L’Etat de Rio, en faillite, a ainsi dû recourir au budget de l’Etat, lui-même au bord du gouffre financier, pour boucler les travaux et payer les salaires des fonctionnaires jusqu’en septembre prochain.
Les autorités brésiliennes auront par ailleurs dû se résoudre à donner 280.000 billets des JO à des familles aux revenus modestes pour tenter de remplir les sièges vides dans les stades. Mais là aussi, rien n’y aura fait : pas même la moitié de ces billets, pourtant gratuits, aura été utilisée.
Pour que les JO soient vraiment une fête pour tous, en ce compris les habitants de la ville en accueillant l’organisation, il ferait sens que le CIO s’inquiète de l’acceptabilité de ce projet par les populations locales. Certains diront que cela relève d’abord de la responsabilité des autorités nationales et locales candidates. Certes. Mais l’évènement étant mondial, le CIO ne peut, de nouveau, pas se décharger de toute responsabilité sur le sujet. Il doit certainement penser s’en préoccuper via le cahier des charges transmis aux autorités intéressées. Mais est-ce bien suffisant? Les Français et les Parisiens ont-ils vraiment été consultés sur la candidature de Paris aux JO 2024? Si tant est qu’ils l’aient été, seront-ils toujours d’accord pour les organiser en 2022?
Ces questions peuvent paraître incongrues. Pourtant, si le sport est une politique publique – et c’en est une – alors elles ne sont que la simple expression de ce que devrait être la responsabilité politique de ceux la mettant en œuvre.
Un modèle économique à revoir
Car en tout état de cause, le CIO et ses dirigeants se savent, de leur côté, hors d’atteinte. Grâce au sacro-saint principe de l’autonomie du sport (sur lequel il faudra bien revenir un jour) ils peuvent interférer dans la politique sportive de chaque Etat tout en demandant aux Etats en question de ne pas interférer dans leur fonctionnement. Magique!
Aussi magiques que le seront les revenus du CIO tirés de ces JO de Rio. Même s’il faudra attendre des mois avant d’avoir des chiffres crédibles à ce sujet, nous pouvons estimer que les revenus directs et indirects générés par ces JO avoisineront pour le Comité Olympique les 5 milliards d’euros.
Côté brésilien, les coûts générés par les JO se seront montés au total à près de 12,5 milliards d’euros et n’auront généré que 2 milliards de retombées économiques. Faites les comptes!

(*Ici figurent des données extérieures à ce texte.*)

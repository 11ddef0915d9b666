//! `FileSource`: frames decoded from an audio file on disk.
//!
//! `start()` opens and probes the file, then hands the demuxer to a dedicated
//! decode thread. Decoded PCM travels over a bounded flume channel as native
//! Float32 bytes; the pull path drains the channel into a fixed read-ahead
//! ring without ever blocking, and repacks into the requested format.

use std::{
    fs::File,
    io::{Read, Seek, SeekFrom},
    path::PathBuf,
    thread,
    time::Duration,
};

use byteorder::{ByteOrder, LittleEndian};
use bytes::Bytes;
use flume::{Receiver, Sender, TryRecvError};
use symphonia::core::{
    audio::SampleBuffer,
    codecs::Decoder,
    errors::Error,
    formats::{FormatReader, SeekMode, SeekTo},
};
use tracing::{debug, info, warn};

use crate::{
    audio::{
        buffer::RingBuffer,
        codec,
        constants::{
            DECODE_CHANNEL_PACKETS, FIRST_PACKET_TIMEOUT_MS, MAX_DECODE_ERRORS, READ_AHEAD_BYTES,
        },
        demux::{self, OpenedTrack},
        format::{AudioFormat, SampleEncoding},
        frame::Frame,
        source::{FrameSupplier, queued::fit_to_len},
    },
    common::{AudioError, ContainerKind},
};

#[derive(Debug, Clone)]
pub struct FileSourceOptions {
    pub path: PathBuf,
    /// Seek back to the start at end of stream instead of finishing.
    pub looping: bool,
}

impl FileSourceOptions {
    pub fn new(path: impl Into<PathBuf>) -> Self {
        Self {
            path: path.into(),
            looping: false,
        }
    }

    pub fn looping(mut self, looping: bool) -> Self {
        self.looping = looping;
        self
    }
}

#[derive(Debug, Clone, Copy, PartialEq, Eq)]
enum DecoderCommand {
    Stop,
}

/// Handles held while a decode thread is running.
struct Running {
    native: AudioFormat,
    rx: Receiver<Bytes>,
    cmd_tx: Sender<DecoderCommand>,
}

pub struct FileSource {
    options: FileSourceOptions,
    running: Option<Running>,
    ring: RingBuffer,
    /// Part of a decoded packet that did not fit in the ring yet.
    pending: Option<Bytes>,
    groups_provided: u64,
    last_timestamp_ns: u64,
}

impl FileSource {
    pub fn new(options: FileSourceOptions) -> Self {
        Self {
            options,
            running: None,
            ring: RingBuffer::new(READ_AHEAD_BYTES),
            pending: None,
            groups_provided: 0,
            last_timestamp_ns: 0,
        }
    }

    pub fn options(&self) -> &FileSourceOptions {
        &self.options
    }

    /// Decoded format of the open file, once started.
    pub fn native_format(&self) -> Option<AudioFormat> {
        self.running.as_ref().map(|r| r.native)
    }

    fn open(&self) -> Result<OpenedTrack, AudioError> {
        let path = &self.options.path;
        let unavailable = |e: &dyn std::fmt::Display| {
            AudioError::SupplierUnavailable(format!("{}: {}", path.display(), e))
        };

        let mut file = File::open(path).map_err(|e| unavailable(&e))?;

        let mut kind = ContainerKind::from_path(path);
        if kind == ContainerKind::Unknown {
            let mut header = [0u8; 16];
            let n = file.read(&mut header).map_err(|e| unavailable(&e))?;
            file.seek(SeekFrom::Start(0)).map_err(|e| unavailable(&e))?;
            kind = demux::sniff_container(&header[..n]);
        }

        demux::open_format(Box::new(file), kind).map_err(|e| unavailable(&e))
    }

    /// Moves decoded bytes from the channel into the ring until `needed`
    /// bytes are buffered or nothing more is ready.
    fn fill(&mut self, needed: usize) {
        let Some(running) = &self.running else {
            return;
        };

        loop {
            if let Some(mut chunk) = self.pending.take() {
                let taken = self.ring.write(&chunk);
                if taken < chunk.len() {
                    let _ = chunk.split_to(taken);
                    self.pending = Some(chunk);
                    return;
                }
            }

            if self.ring.len() >= needed {
                return;
            }

            match running.rx.try_recv() {
                Ok(chunk) => self.pending = Some(chunk),
                Err(_) => return,
            }
        }
    }

    fn clear_buffers(&mut self) {
        self.ring.clear();
        self.pending = None;
        self.groups_provided = 0;
        self.last_timestamp_ns = 0;
    }
}

impl FrameSupplier for FileSource {
    fn start(&mut self) -> Result<(), AudioError> {
        if self.running.is_some() {
            return Ok(());
        }
        self.clear_buffers();

        let opened = self.open()?;
        let native = AudioFormat::new(
            SampleEncoding::Float32,
            opened.channels.min(u8::MAX as usize) as u8,
            opened.sample_rate,
        )?;

        let (tx, rx) = flume::bounded::<Bytes>(DECODE_CHANNEL_PACKETS);
        let (cmd_tx, cmd_rx) = flume::unbounded::<DecoderCommand>();

        let mut decode = DecodeLoop {
            format: opened.format,
            decoder: opened.decoder,
            track_id: opened.track_id,
            looping: self.options.looping,
            tx,
            cmd_rx,
            sample_buf: None,
        };
        let path = self.options.path.display().to_string();
        thread::Builder::new()
            .name("mixtap-decode".to_string())
            .spawn(move || {
                if let Err(e) = decode.run() {
                    warn!("FileSource: decoding {} stopped: {}", path, e);
                }
            })?;

        info!(
            "FileSource: opened {} ({})",
            self.options.path.display(),
            native
        );

        // Wait briefly for the first packet so the first pull has data.
        if let Ok(first) = rx.recv_timeout(Duration::from_millis(FIRST_PACKET_TIMEOUT_MS)) {
            self.pending = Some(first);
        }

        self.running = Some(Running { native, rx, cmd_tx });
        Ok(())
    }

    fn stop(&mut self) {
        if let Some(running) = self.running.take() {
            let _ = running.cmd_tx.send(DecoderCommand::Stop);
            // Dropping the receiver unblocks a decode thread parked in `send`.
            drop(running.rx);
            debug!("FileSource: stopped {}", self.options.path.display());
        }
        self.clear_buffers();
    }

    fn has_more_data(&self) -> bool {
        let Some(running) = &self.running else {
            return false;
        };
        !self.ring.is_empty()
            || self.pending.is_some()
            || !(running.rx.is_disconnected() && running.rx.is_empty())
    }

    fn provide_frame(&mut self, requested_bytes: usize, format: &AudioFormat) -> Option<Frame> {
        let native = self.running.as_ref()?.native;
        if requested_bytes == 0 {
            return None;
        }

        let needed = codec::source_len_for(requested_bytes, &native, format);
        self.fill(needed);

        let available = self.ring.len().min(needed);
        let aligned = available - available % native.group_size();
        if aligned == 0 {
            return None;
        }

        let mut raw = Vec::with_capacity(aligned);
        self.ring.read_into(&mut raw, aligned);

        self.groups_provided += (aligned / native.group_size()) as u64;
        self.last_timestamp_ns = native.groups_to_nanos(self.groups_provided);

        match codec::convert(&raw, &native, format) {
            Ok(frame) => Some(fit_to_len(frame, requested_bytes, format)),
            Err(e) => {
                debug!("{}", AudioError::InternalConversionFailure(e));
                None
            }
        }
    }

    fn capture_timestamp(&self) -> u64 {
        self.last_timestamp_ns
    }
}

impl Drop for FileSource {
    fn drop(&mut self) {
        self.stop();
    }
}

// ─── Decode thread ───────────────────────────────────────────────────────────

struct DecodeLoop {
    format: Box<dyn FormatReader>,
    decoder: Box<dyn Decoder>,
    track_id: u32,
    looping: bool,
    tx: Sender<Bytes>,
    cmd_rx: Receiver<DecoderCommand>,
    sample_buf: Option<SampleBuffer<f32>>,
}
use mixtap::{
    audio::{
        adapter::SupplyAdapter,
        driver::DriveMode,
        format::AudioFormat,
        mix::MixingEngine,
        source::{FileSource, QueuedPushSource, SignalGenerator, Supplier},
    },
    common::{AnyResult, logger},
    configs::{Config, SourceConfig},
};
use serde_json::json;
use tracing::{info, warn};

fn build_supplier(config: &Config, format: AudioFormat) -> Supplier {
    match &config.source {
        SourceConfig::Generator(generator) => SignalGenerator::new(generator.options()).into(),
        SourceConfig::File(file) => FileSource::new(file.options()).into(),
        SourceConfig::Queue => QueuedPushSource::new(config.queue.options(format)).into(),
    }
}

#[tokio::main]
async fn main() -> AnyResult<()> {
    let (config, path) = Config::load()?;
    logger::init(config.logging.as_ref());
    info!("Loaded configuration from {}", path.display());

    let format = config.output.format()?;
    let supplier = build_supplier(&config, format);
    info!("Supplying {} audio as {}", supplier.kind(), format);

    let mut adapter = SupplyAdapter::new(MixingEngine::new(supplier, config.mixer.options()));
    adapter.start()?;

    let (mode, frames) = DriveMode::Host(adapter).into_standalone(
        format,
        config.driver.options(config.output.frame_ms),
    );
    let Some(frames) = frames else {
        return Err("standalone driver did not start".into());
    };

    let publisher = tokio::spawn(async move {
        let mut published = 0u64;
        let mut bytes = 0usize;
        while let Ok(frame) = frames.recv_async().await {
            published += 1;
            bytes += frame.frame.len();
        }
        (published, bytes)
    });

    match config.driver.run_for() {
        Some(duration) => {
            tokio::select! {
                _ = tokio::time::sleep(duration) => {}
                _ = tokio::signal::ctrl_c() => warn!("Interrupted"),
            }
        }
        None => tokio::signal::ctrl_c().await?,
    }

    let driver_stats = match &mode {
        DriveMode::Standalone(driver) => Some(driver.stats()),
        DriveMode::Host(_) => None,
    };
    let adapter = mode.shutdown().await?;
    let (published, bytes) = publisher.await?;

    let summary = json!({
        "mixer": adapter.stats(),
        "driver": driver_stats,
        "publisher": { "frames": published, "bytes": bytes },
    });
    info!("Final stats: {}", serde_json::to_string(&summary)?);

    Ok(())
}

Même Henrique Meirelles, le Ministre des Finances brésilien, reconnaissait publiquement il y a quelques jours en mentionnant que “les premiers signes de reprise commencent à apparaître” au Brésil, que l’effet des JO à cet égard est négligeable.
Alors nous sommes beaucoup à aimer le sport. Et nous avons été nombreux à Rio ou devant nos écrans à soutenir les athlètes français dans toutes les disciplines dans lesquelles ils ont été engagés.
Mais l’amour n’est pas toujours aussi aveugle qu’on veut bien le dire. Et en l’occurrence, nous espérons que les JO 2020 sauront tirer les leçons de ceux de 2016. Car ce n’est qu’à cette condition qu’ils pourront éventuellement être “emblématiques” et “sensationnels”.